> [Work item]
Report each line of the entries that includes "title" by copying it.

> [Records supplied]
○ ○ ○ ○ ○
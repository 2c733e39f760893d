//! Markdown to HTML rendering for transcript export.
//!
//! Replies are rendered with the same link dispatch as the terminal:
//! links without an href collapse to their text, internal routes become
//! ordinary anchors, and external URLs open in a new tab with
//! `rel="noopener noreferrer"`.

use crate::markdown::links::{LinkDisposition, classify_link};
use pulldown_cmark::{Event, Options, Parser, Tag, TagEnd};
use statehouse_domain::ChatTurn;

const PAGE_STYLE: &str = r#"
body { max-width: 46rem; margin: 2rem auto; padding: 0 1rem;
       font-family: Georgia, serif; line-height: 1.5; color: #1a1a2e; }
h1 { font-size: 1.4rem; border-bottom: 2px solid #1a1a2e; padding-bottom: .3rem; }
.turn { margin: 2rem 0; }
.prompt { font-weight: bold; }
.prompt .who { color: #8a4600; }
.meta { color: #777; font-size: .8rem; }
.reply pre { background: #f4f4f0; padding: .8rem; overflow-x: auto; }
.reply code { background: #f4f4f0; padding: 0 .2rem; }
a { color: #1d5c87; }
"#;

fn parser_options() -> Options {
    Options::ENABLE_STRIKETHROUGH | Options::ENABLE_TABLES
}

/// Render one markdown reply to an HTML fragment.
pub fn markdown_to_html(markdown: &str) -> String {
    let parser = Parser::new_ext(markdown, parser_options());
    let mut stack: Vec<LinkDisposition> = Vec::new();

    let events = parser.filter_map(|event| match event {
        Event::Start(Tag::Link { dest_url, .. }) => {
            let disposition = classify_link(Some(dest_url.as_ref()));
            let replacement = match &disposition {
                LinkDisposition::PlainText => None,
                LinkDisposition::Internal(path) => {
                    Some(format!("<a href=\"{}\">", escape_attr(path)))
                }
                LinkDisposition::External(href) => Some(format!(
                    "<a href=\"{}\" target=\"_blank\" rel=\"noopener noreferrer\">",
                    escape_attr(href)
                )),
            };
            stack.push(disposition);
            replacement.map(|anchor| Event::Html(anchor.into()))
        }
        Event::End(TagEnd::Link) => match stack.pop() {
            Some(LinkDisposition::PlainText) | None => None,
            Some(_) => Some(Event::Html("</a>".into())),
        },
        other => Some(other),
    });

    let mut html = String::with_capacity(markdown.len() * 2);
    pulldown_cmark::html::push_html(&mut html, events);
    html
}

/// Render a whole session as a standalone HTML page.
pub fn render_transcript(turns: &[ChatTurn], title: &str) -> String {
    let mut page = String::new();
    page.push_str("<!DOCTYPE html>\n<html lang=\"en\">\n<head>\n<meta charset=\"utf-8\">\n");
    page.push_str(&format!("<title>{}</title>\n", escape_text(title)));
    page.push_str("<style>");
    page.push_str(PAGE_STYLE);
    page.push_str("</style>\n</head>\n<body>\n");
    page.push_str(&format!("<h1>{}</h1>\n", escape_text(title)));
    page.push_str(&format!(
        "<p class=\"meta\">Exported {}</p>\n",
        chrono::Utc::now().format("%Y-%m-%d %H:%M UTC")
    ));

    for turn in turns {
        page.push_str("<section class=\"turn\">\n");
        page.push_str(&format!(
            "<p class=\"prompt\"><span class=\"who\">You:</span> {}</p>\n",
            escape_text(&turn.prompt)
        ));
        page.push_str("<div class=\"reply\">\n");
        page.push_str(&markdown_to_html(&turn.reply));
        page.push_str("</div>\n");
        page.push_str(&format!(
            "<p class=\"meta\">{} &middot; {}</p>\n",
            escape_text(&turn.model),
            turn.asked_at.format("%Y-%m-%d %H:%M UTC")
        ));
        page.push_str("</section>\n");
    }

    page.push_str("</body>\n</html>\n");
    page
}

fn escape_text(text: &str) -> String {
    text.replace('&', "&amp;")
        .replace('<', "&lt;")
        .replace('>', "&gt;")
}

fn escape_attr(value: &str) -> String {
    escape_text(value).replace('"', "&quot;")
}

#[cfg(test)]
mod tests {
    use super::*;

    #[test]
    fn external_links_open_in_a_new_tab() {
        let html = markdown_to_html("see [the site](https://example.com/page)");
        assert!(html.contains(
            "<a href=\"https://example.com/page\" target=\"_blank\" rel=\"noopener noreferrer\">"
        ));
        assert!(html.contains("the site</a>"));
    }

    #[test]
    fn internal_routes_are_plain_anchors() {
        let html = markdown_to_html("see [S01528](/bills/S01528)");
        assert!(html.contains("<a href=\"/bills/S01528\">S01528</a>"));
        assert!(!html.contains("target"));
    }

    #[test]
    fn recognized_bill_pages_are_rewritten() {
        let html =
            markdown_to_html("[S1528](https://www.nysenate.gov/legislation/bills/2025/S1528)");
        assert!(html.contains("<a href=\"/bills/S01528\">S1528</a>"));
    }

    #[test]
    fn empty_href_renders_text_only() {
        let html = markdown_to_html("see [just text]()");
        assert!(!html.contains("<a"));
        assert!(html.contains("just text"));
    }

    #[test]
    fn transcript_page_escapes_prompts() {
        let turns = vec![ChatTurn::new("m", "<script>alert(1)</script>", "fine")];
        let page = render_transcript(&turns, "Session");
        assert!(page.contains("&lt;script&gt;"));
        assert!(!page.contains("<script>alert"));
        assert!(page.contains("<title>Session</title>"));
    }

    #[test]
    fn transcript_page_renders_reply_markdown() {
        let turns = vec![ChatTurn::new("m", "q", "**bold** and [S01528](/bills/S01528)")];
        let page = render_transcript(&turns, "Session");
        assert!(page.contains("<strong>bold</strong>"));
        assert!(page.contains("<a href=\"/bills/S01528\">"));
    }
}
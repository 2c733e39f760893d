//! View Bill use case.
//!
//! Fetches bill detail from the legislative data source, links bill
//! references mentioned in the summary, and settles PDF availability so
//! the presentation layer can render a complete card.

use crate::ports::bill_gateway::{BillGateway, BillLookupError};
use statehouse_domain::{BillDetail, BillNumber, autolink_bill_references};
use std::sync::Arc;
use tracing::{debug, info, warn};

/// A bill ready for rendering.
#[derive(Debug, Clone)]
pub struct BillView {
    pub detail: BillDetail,
    /// Summary with bare bill references turned into internal links.
    pub linked_summary: String,
}

/// Use case for looking up a single bill.
pub struct ViewBillUseCase {
    bills: Arc<dyn BillGateway>,
}

impl ViewBillUseCase {
    pub fn new(bills: Arc<dyn BillGateway>) -> Self {
        Self { bills }
    }

    pub async fn execute(&self, bill: &BillNumber) -> Result<BillView, BillLookupError> {
        info!("Looking up bill {}", bill.canonical());

        let mut detail = self.bills.fetch_bill(bill).await?;

        if detail.pdf_available.is_none() {
            // Availability is cosmetic; a failed check must not sink the lookup
            match self.bills.pdf_available(bill).await {
                Ok(available) => detail.pdf_available = Some(available),
                Err(e) => warn!("PDF availability check failed: {}", e),
            }
        }

        let linked_summary = autolink_bill_references(&detail.summary);
        debug!(
            actions = detail.actions.len(),
            pdf = ?detail.pdf_available,
            "Bill lookup completed"
        );

        Ok(BillView {
            detail,
            linked_summary,
        })
    }
}

#[cfg(test)]
mod tests {
    use super::*;
    use async_trait::async_trait;

    struct MockBillGateway {
        detail: BillDetail,
        pdf: Result<bool, ()>,
    }

    #[async_trait]
    impl BillGateway for MockBillGateway {
        async fn fetch_bill(&self, _bill: &BillNumber) -> Result<BillDetail, BillLookupError> {
            Ok(self.detail.clone())
        }

        async fn pdf_available(&self, _bill: &BillNumber) -> Result<bool, BillLookupError> {
            self.pdf
                .map_err(|_| BillLookupError::Api("head failed".to_string()))
        }
    }

    fn sample_detail() -> BillDetail {
        let number = BillNumber::parse("S1528").unwrap();
        BillDetail::new(number, 2025, "An act to amend the public health law")
            .with_summary("Companion to A405; see also S99.")
    }

    #[tokio::test]
    async fn links_summary_and_fills_pdf_flag() {
        let gateway = Arc::new(MockBillGateway {
            detail: sample_detail(),
            pdf: Ok(true),
        });
        let use_case = ViewBillUseCase::new(gateway);

        let bill = BillNumber::parse("S1528").unwrap();
        let view = use_case.execute(&bill).await.unwrap();

        assert_eq!(view.detail.pdf_available, Some(true));
        assert!(view.linked_summary.contains("[A00405](/bills/A00405)"));
        // S99 is too short to link (needs 3+ digits)
        assert!(!view.linked_summary.contains("S00099"));
    }

    #[tokio::test]
    async fn pdf_check_failure_does_not_sink_lookup() {
        let gateway = Arc::new(MockBillGateway {
            detail: sample_detail(),
            pdf: Err(()),
        });
        let use_case = ViewBillUseCase::new(gateway);

        let bill = BillNumber::parse("S1528").unwrap();
        let view = use_case.execute(&bill).await.unwrap();
        assert_eq!(view.detail.pdf_available, None);
    }
}
//! Markdown rendering
//!
//! One link dispatch, two renderers: terminal output and HTML transcript
//! export share [`classify_link`] so a reply links the same way in both.

mod html;
mod links;
mod terminal;

pub use html::{markdown_to_html, render_transcript};
pub use links::{LinkDisposition, classify_link, referenced_bills};
pub use terminal::TerminalRenderer;
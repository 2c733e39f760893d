//! Application layer for statehouse
//!
//! This crate contains use cases and port definitions. It depends only
//! on the domain layer.

pub mod ports;
pub mod use_cases;

// Re-export commonly used types
pub use ports::{
    bill_gateway::{BillGateway, BillLookupError},
    llm_gateway::{GatewayError, LlmGateway, LlmSession, SessionOptions, StreamHandle},
    progress::{SilentProgress, StreamProgress},
    transcript::{NoTranscriptLogger, TranscriptLogger},
};
pub use use_cases::ask_assistant::{AskAssistantUseCase, AskError, AskInput, AskOutcome};
pub use use_cases::view_bill::{BillView, ViewBillUseCase};
//! REPL (Read-Eval-Print Loop) for interactive chat

use crate::markdown::referenced_bills;
use crate::output::BillCard;
use crate::progress::StreamPrinter;
use colored::Colorize;
use rustyline::error::ReadlineError;
use rustyline::{DefaultEditor, Result as RlResult};
use statehouse_application::{
    AskAssistantUseCase, AskError, LlmSession, SessionOptions, ViewBillUseCase,
};
use statehouse_domain::{BillNumber, ChatTurn};
use std::sync::Arc;
use tokio_util::sync::CancellationToken;

/// Interactive chat REPL
///
/// Opens one assistant session for the whole conversation so follow-up
/// questions keep their context. Returns the completed turns on exit for
/// HTML transcript export.
pub struct ChatRepl {
    ask: Arc<AskAssistantUseCase>,
    bills: Option<Arc<ViewBillUseCase>>,
    options: SessionOptions,
    show_progress: bool,
    color: bool,
}

impl ChatRepl {
    /// Create a new ChatRepl
    pub fn new(ask: Arc<AskAssistantUseCase>, options: SessionOptions) -> Self {
        Self {
            ask,
            bills: None,
            options,
            show_progress: true,
            color: true,
        }
    }

    /// Enable the `/bill` command.
    pub fn with_bill_lookup(mut self, bills: Arc<ViewBillUseCase>) -> Self {
        self.bills = Some(bills);
        self
    }

    /// Set whether to show progress
    pub fn with_progress(mut self, show: bool) -> Self {
        self.show_progress = show;
        self
    }

    /// Set whether to use colored output
    pub fn with_color(mut self, color: bool) -> Self {
        self.color = color;
        self
    }

    /// Run the interactive REPL, returning the completed turns.
    pub async fn run(self) -> RlResult<Vec<ChatTurn>> {
        let mut rl = DefaultEditor::new()?;

        // Try to load history
        let history_path = dirs::data_dir().map(|p| p.join("statehouse").join("history.txt"));

        if let Some(ref path) = history_path {
            if let Some(parent) = path.parent() {
                let _ = std::fs::create_dir_all(parent);
            }
            let _ = rl.load_history(path);
        }

        self.print_welcome();

        let mut turns: Vec<ChatTurn> = Vec::new();
        let session = match self.ask.open_session(&self.options).await {
            Ok(session) => session,
            Err(e) => {
                eprintln!("Error: {}", e);
                return Ok(turns);
            }
        };

        loop {
            let readline = rl.readline(">>> ");

            match readline {
                Ok(line) => {
                    let line = line.trim();

                    // Skip empty lines
                    if line.is_empty() {
                        continue;
                    }

                    // Handle commands
                    if line.starts_with('/') {
                        let _ = rl.add_history_entry(line);
                        if self.handle_command(line).await {
                            break;
                        }
                        continue;
                    }

                    // Add to history
                    let _ = rl.add_history_entry(line);

                    if let Some(turn) = self.process_question(session.as_ref(), line).await {
                        turns.push(turn);
                    }
                }
                Err(ReadlineError::Interrupted) => {
                    println!("^C");
                    continue;
                }
                Err(ReadlineError::Eof) => {
                    println!("Bye!");
                    break;
                }
                Err(err) => {
                    eprintln!("Error: {:?}", err);
                    break;
                }
            }
        }

        // Save history
        if let Some(ref path) = history_path {
            let _ = rl.save_history(path);
        }

        Ok(turns)
    }

    fn print_welcome(&self) {
        println!();
        println!("╭─────────────────────────────────────────────╮");
        println!("│           Statehouse - Chat Mode            │");
        println!("╰─────────────────────────────────────────────╯");
        println!();
        println!("Model: {}", self.options.model);
        println!();
        println!("Commands:");
        println!("  /help           - Show this help");
        println!("  /bill <number>  - Look up a bill (e.g. /bill S1528)");
        println!("  /model          - Show the current model");
        println!("  /quit           - Exit chat");
        println!();
    }

    /// Handle slash commands. Returns true if should exit.
    async fn handle_command(&self, cmd: &str) -> bool {
        let (command, arg) = match cmd.split_once(char::is_whitespace) {
            Some((command, arg)) => (command, arg.trim()),
            None => (cmd, ""),
        };

        match command {
            "/quit" | "/exit" | "/q" => {
                println!("Bye!");
                true
            }
            "/help" | "/h" | "/?" => {
                println!();
                println!("Commands:");
                println!("  /help, /h, /?    - Show this help");
                println!("  /bill <number>   - Look up a bill (e.g. /bill S1528)");
                println!("  /model           - Show the current model");
                println!("  /quit, /exit, /q - Exit chat");
                println!();
                false
            }
            "/model" => {
                println!("Current model: {}", self.options.model);
                false
            }
            "/bill" => {
                self.lookup_bill(arg).await;
                false
            }
            _ => {
                println!("Unknown command: {}", command);
                println!("Type /help for available commands");
                false
            }
        }
    }

    async fn lookup_bill(&self, arg: &str) {
        let Some(bills) = &self.bills else {
            println!("Bill lookup is not configured");
            return;
        };
        let bill = match BillNumber::parse(arg) {
            Ok(bill) => bill,
            Err(_) => {
                println!("Not a bill number: {:?} (expected e.g. S1528 or A405B)", arg);
                return;
            }
        };

        match bills.execute(&bill).await {
            Ok(view) => {
                println!();
                println!("{}", BillCard::new(self.color).format(&view));
            }
            Err(e) => eprintln!("Error: {}", e),
        }
    }

    async fn process_question(&self, session: &dyn LlmSession, question: &str) -> Option<ChatTurn> {
        println!();

        let printer = StreamPrinter::new(self.show_progress);
        let token = CancellationToken::new();
        let watcher = {
            let token = token.clone();
            tokio::spawn(async move {
                if tokio::signal::ctrl_c().await.is_ok() {
                    token.cancel();
                }
            })
        };

        let result = self
            .ask
            .ask(session, question, &printer, Some(&token))
            .await;
        watcher.abort();

        match result {
            Ok(outcome) => {
                self.print_bill_hints(&outcome.linked);
                println!();
                Some(ChatTurn::new(&self.options.model, question, &outcome.linked))
            }
            Err(AskError::Cancelled) => {
                println!("(interrupted)");
                None
            }
            Err(e) => {
                eprintln!("Error: {}", e);
                None
            }
        }
    }

    fn print_bill_hints(&self, linked: &str) {
        let bills = referenced_bills(linked);
        if bills.is_empty() {
            return;
        }
        let hint = format!("Bills mentioned: {} (try /bill <number>)", bills.join(", "));
        if self.color {
            println!("{}", hint.dimmed());
        } else {
            println!("{}", hint);
        }
    }
}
○ ○ ○ ○ ○
> [Solution for this problem]
pub fn render_transcript(turns: &[ChatTurn], title: &str) -> String {
    page.push_str(&format!("<title>{}</title>\n", escape_text(title)));
    page.push_str(&format!("<h1>{}</h1>\n", escape_text(title)));
        assert!(page.contains("<title>Session</title>"));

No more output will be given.